Header

Monetary policy assessment of September 2025: Summary of discussion

23 October 2025

At the monetary policy assessment of 23 and 24 September 2025, the Governing Board of the Swiss National Bank decided to leave the SNB policy rate unchanged at 0%. The SNB communicated its monetary policy decision to the public on 25 September 2025.

The decision was preceded by an analysis and discussion of the monetary policy conditions and the economic conditions. Areas covered included the situation on the financial markets, monetary indicators, international conditions, the economic situation and the economic outlook for Switzerland.

The decision was taken by Martin Schlegel (Chairman of the Governing Board), Antoine Martin (Vice Chairman of the Governing Board) and Petra Tschudin (Member of the Governing Board).

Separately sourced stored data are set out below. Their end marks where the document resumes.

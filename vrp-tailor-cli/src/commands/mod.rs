use clap::ArgMatches;

pub mod solve;

use std::fs::File;
use std::str::FromStr;

fn open_file(path: &str, description: &str) -> Result<File, String> {
    File::open(path).map_err(|err| format!("cannot open {description} file '{path}': '{err}'"))
}

fn create_file(path: &str, description: &str) -> Result<File, String> {
    File::create(path).map_err(|err| format!("cannot create {description} file '{path}': '{err}'"))
}

fn parse_float_value<T: FromStr<Err = std::num::ParseFloatError>>(
    matches: &ArgMatches,
    arg_name: &str,
    arg_desc: &str,
) -> Result<Option<T>, String> {
    matches
        .get_one::<String>(arg_name)
        .map(|arg| {
            arg.parse::<T>().map_err(|err| format!("cannot get float value, error: '{err}': '{arg_desc}'")).map(Some)
        })
        .unwrap_or(Ok(None))
}

fn parse_int_value<T: FromStr<Err = std::num::ParseIntError>>(
    matches: &ArgMatches,
    arg_name: &str,
    arg_desc: &str,
) -> Result<Option<T>, String> {
    matches
        .get_one::<String>(arg_name)
        .map(|arg| {
            arg.parse::<T>().map_err(|err| format!("cannot get integer value, error: '{err}': '{arg_desc}'")).map(Some)
        })
        .unwrap_or(Ok(None))
}
//! This module reimports commonly used types.

pub use crate::models::common::{Cost, Demand, Distance, Duration, Location, TimeWindow, Timestamp};
pub use crate::models::matrix::{CostMatrix, CostMatrixBuilder};
pub use crate::models::problem::{Job, Problem, TransportCost, Vehicle, VehicleCostParams};
pub use crate::models::solution::{Route, RouteState, RouteStates, Solution};

pub use crate::solver::objectives::{ObjectiveKind, SolutionCost};
pub use crate::solver::termination::{CompositeTermination, Termination, TerminationState};
pub use crate::solver::tracking::{BestSolutionState, BestSolutionTracker, IterationListener, SolutionWriter};
pub use crate::solver::{IterationContext, Solver, SolverBuilder, SolverOutcome};

pub use crate::utils::compare_floats;
pub use crate::utils::DefaultRandom;
pub use crate::utils::Environment;
pub use crate::utils::InfoLogger;
pub use crate::utils::Random;
pub use crate::utils::{GenericError, GenericResult, InputError};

In addition to the Members of the Governing Board, the following also took part on the first day of the assessment: Alternate Members of the Governing Board Attilio Zanetti, Rosmarie Schlup, Sébastien Kraenzlin and Thomas Moser; representatives of the divisions Economic Affairs, Money Market and Foreign Exchange, Financial Stability, International Monetary Cooperation and the Secretariat General, as well as of the Communications unit.

On the second day, the Members of the Governing Board and the Alternate Members of the Governing Board held the final consultation with a select group of experts before the monetary policy decision was taken. In attendance were the heads of the divisions Economic Affairs, Money Market and Foreign Exchange, Financial Stability, International Monetary Cooperation and the Secretariat General, as well as senior staff from the Monetary Policy Analysis, Forecast and Analysis Switzerland, Regional Economic Relations, Forecast and Analysis International, Economic Data Science, and Communications units.

Financial markets

The assessment started with a report from the Money Market and Foreign Exchange division on developments in financial markets.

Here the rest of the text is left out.